Barrister Uses AI to Cite ‘Fictitious’ Cases in Hearing Preparation

An immigration barrister has been reprimanded for using AI tools to generate fictitious case citations during a tribunal hearing. Chowdhury Rahman relied on software similar to ChatGPT for his legal research, which led to significant inaccuracies in his submissions. A judge found that Rahman failed to ensure the accuracy of the information he presented.

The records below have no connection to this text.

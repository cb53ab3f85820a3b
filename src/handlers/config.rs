use crate::{error::AppError, state::AppState};
use actix_web::{web, HttpResponse};
use serde_json::json;

/// The effective configuration after defaults, file and environment layering.
pub async fn get_config(state: web::Data<AppState>) -> Result<HttpResponse, AppError> {
    let config = serde_json::to_value(state.config.as_ref())?;

    Ok(HttpResponse::Ok().json(json!({
        "timestamp": chrono::Utc::now().to_rfc3339(),
        "config": config,
        "limits": {
            "max_workers": crate::config::MAX_WORKERS,
            "max_upload_bytes": state.config.upload.max_bytes(),
            "frame_bytes": state.config.audio.frame_bytes()
        }
    })))
}

#[cfg(test)]
mod tests {
    use super::*;
    use crate::config::AppConfig;
    use crate::jobs::JobQueue;
    use crate::transcription::ModelManager;
    use actix_web::{test, App};
    use std::sync::Arc;

    #[actix_web::test]
    async fn test_config_reflects_effective_values() {
        let mut config = AppConfig::default();
        config.jobs.worker_count = 3;
        let state = AppState::new(
            config,
            Arc::new(ModelManager::new("small", "cpu")),
            Arc::new(JobQueue::new()),
        );
        let app = test::init_service(
            App::new()
                .app_data(web::Data::new(state))
                .route("/api/v1/config", web::get().to(get_config)),
        )
        .await;

        let req = test::TestRequest::get().uri("/api/v1/config").to_request();
        let body: serde_json::Value = test::call_and_read_body_json(&app, req).await;
        assert_eq!(body["config"]["jobs"]["worker_count"], 3);
        assert_eq!(body["config"]["models"]["whisper_model"], "small");
        assert_eq!(body["limits"]["frame_bytes"], 960);
    }
}
//! # Audio Processing Module
//!
//! Everything between client bytes and the speech engine.
//!
//! ## Key Components:
//! - **pcm**: byte/sample conversion, RMS, frame assembly
//! - **normalizer**: ffmpeg to 16 kHz mono 16-bit PCM, whole-file or streaming
//! - **vad**: frame-level voice activity segmentation into utterances
//! - **session**: the per-connection streaming pipeline
//!
//! ## Audio Format (after normalization):
//! - **Sample Rate**: 16kHz (16,000 Hz)
//! - **Bit Depth**: 16-bit PCM
//! - **Channels**: Mono (1 channel)
//! - **Encoding**: Little-endian signed integers

pub mod normalizer;
pub mod pcm;
pub mod session;
pub mod vad;
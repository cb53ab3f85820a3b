//! # Batch Jobs
//!
//! Submitted uploads are registered in the [`JobQueue`] and processed in the
//! background by the [`WorkerPool`]; clients poll the registry for results.

pub mod queue;
pub mod worker;

pub use queue::{JobQueue, TranscriptionRequest};
pub use worker::WorkerPool;
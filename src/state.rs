//! # Application State
//!
//! Shared handles every HTTP handler and WebSocket actor needs. Built once
//! in `main` and cloned into each actix worker via `web::Data`.
//!
//! ## Key Rust Concepts:
//!
//! ### Arc (Atomically Reference Counted)
//! - The model manager and job queue are shared by handlers, the worker pool
//!   and streaming sessions. `Arc` gives each of them an owning handle.
//! - Cloning an `AppState` only bumps reference counts.
//!
//! ### Atomics instead of locks
//! - The active session count is a single integer touched on every connect
//!   and disconnect, so an `AtomicUsize` is enough.
//! - `fetch_update` makes "check the limit and increment" one atomic step.

use crate::audio::normalizer::AudioNormalizer;
use crate::config::AppConfig;
use crate::jobs::JobQueue;
use crate::transcription::{ModelManager, TranscribeOptions};
use std::sync::atomic::{AtomicUsize, Ordering};
use std::sync::Arc;
use std::time::Instant;

#[derive(Clone)]
pub struct AppState {
    /// Validated at startup, read-only afterwards
    pub config: Arc<AppConfig>,
    pub manager: Arc<ModelManager>,
    pub jobs: Arc<JobQueue>,
    pub normalizer: AudioNormalizer,
    active_sessions: Arc<AtomicUsize>,
    pub start_time: Instant,
}

impl AppState {
    pub fn new(config: AppConfig, manager: Arc<ModelManager>, jobs: Arc<JobQueue>) -> Self {
        let normalizer = AudioNormalizer::new(&config.transcode, config.audio.sample_rate);
        Self {
            config: Arc::new(config),
            manager,
            jobs,
            normalizer,
            active_sessions: Arc::new(AtomicUsize::new(0)),
            start_time: Instant::now(),
        }
    }

    /// Options used when a request gives no hints of its own.
    pub fn default_options(&self) -> TranscribeOptions {
        TranscribeOptions {
            language: self.config.models.language.clone(),
            task: self.config.models.task.parse().unwrap_or_default(),
        }
    }

    /// Reserve a streaming session slot. `false` when the limit is reached.
    pub fn try_acquire_session(&self) -> bool {
        let limit = self.config.performance.max_concurrent_sessions;
        self.active_sessions
            .fetch_update(Ordering::SeqCst, Ordering::SeqCst, |active| {
                (active < limit).then_some(active + 1)
            })
            .is_ok()
    }

    pub fn release_session(&self) {
        let _ = self
            .active_sessions
            .fetch_update(Ordering::SeqCst, Ordering::SeqCst, |active| active.checked_sub(1));
    }

    pub fn active_sessions(&self) -> usize {
        self.active_sessions.load(Ordering::SeqCst)
    }

    pub fn get_uptime_seconds(&self) -> u64 {
        self.start_time.elapsed().as_secs()
    }
}

#[cfg(test)]
mod tests {
    use super::*;

    fn state(max_sessions: usize) -> AppState {
        let mut config = AppConfig::default();
        config.performance.max_concurrent_sessions = max_sessions;
        AppState::new(
            config,
            Arc::new(ModelManager::new("small", "cpu")),
            Arc::new(JobQueue::new()),
        )
    }

    #[test]
    fn test_session_limit() {
        let state = state(2);
        assert!(state.try_acquire_session());
        assert!(state.try_acquire_session());
        assert!(!state.try_acquire_session());
        assert_eq!(state.active_sessions(), 2);

        state.release_session();
        assert!(state.try_acquire_session());
    }

    #[test]
    fn test_release_never_underflows() {
        let state = state(1);
        state.release_session();
        assert_eq!(state.active_sessions(), 0);
    }

    #[test]
    fn test_default_options_follow_config() {
        let mut config = AppConfig::default();
        config.models.language = Some("de".to_string());
        config.models.task = "translate".to_string();
        let state = AppState::new(
            config,
            Arc::new(ModelManager::new("small", "cpu")),
            Arc::new(JobQueue::new()),
        );

        let options = state.default_options();
        assert_eq!(options.language.as_deref(), Some("de"));
        assert_eq!(options.task, crate::transcription::Task::Translate);
    }
}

Barrister’s Misconduct in Tribunal Hearing
This revelation emerged during a case involving two Honduran sisters seeking asylum. The sisters, aged 29 and 35, claimed they faced threats from a criminal gang in their native Honduras. Rahman represented them as the case advanced to the upper tribunal.
Judge’s Findings
Upper tribunal judge Mark Blundell criticized Rahman’s use of AI, stating that it wasted the tribunal’s time. He considered notifying the Bar Standards Board about Rahman’s conduct. Blundell noted that Rahman attempted to conceal his reliance on AI.
- Judge Blundell rejected Rahman’s arguments, emphasizing that he found no legal errors in prior judgements.
- In total, Rahman cited 12 authorities, but many did not exist or were irrelevant to the case.
- The judge identified 10 specific fictitious cases presented by Rahman.
Response from the Barrister
During the hearing, Rahman argued that the inaccuracies stemmed from his drafting style. He acknowledged some “confusion and vagueness” in his submissions. However, Judge Blundell firmly stated that the issues were not merely drafting mistakes but involved significant misrepresentation.
Implications of AI Use in Legal Advocacy
The judge indicated that it is highly probable that Rahman utilized generative AI to draft the grounds for appeal. He pointed out that this method could mislead judicial proceedings.
Judge Blundell remarked, “The grounds of appeal were drafted in whole or in part by generative artificial intelligence.” He highlighted that one of the fictitious cases cited had been misapplied by AI in another instance, signaling a broader concern about the reliability of AI-generated legal content.
Rahman’s case serves as a cautionary tale about the risks of relying on generative AI in legal work. Its use raises questions about the integrity of legal documentation and the responsibilities of barristers in ensuring accurate legal research.
Conclusion
This incident stresses the need for legal professionals to critically evaluate their research methods. As AI continues to develop, safeguarding the accuracy of legal arguments remains paramount.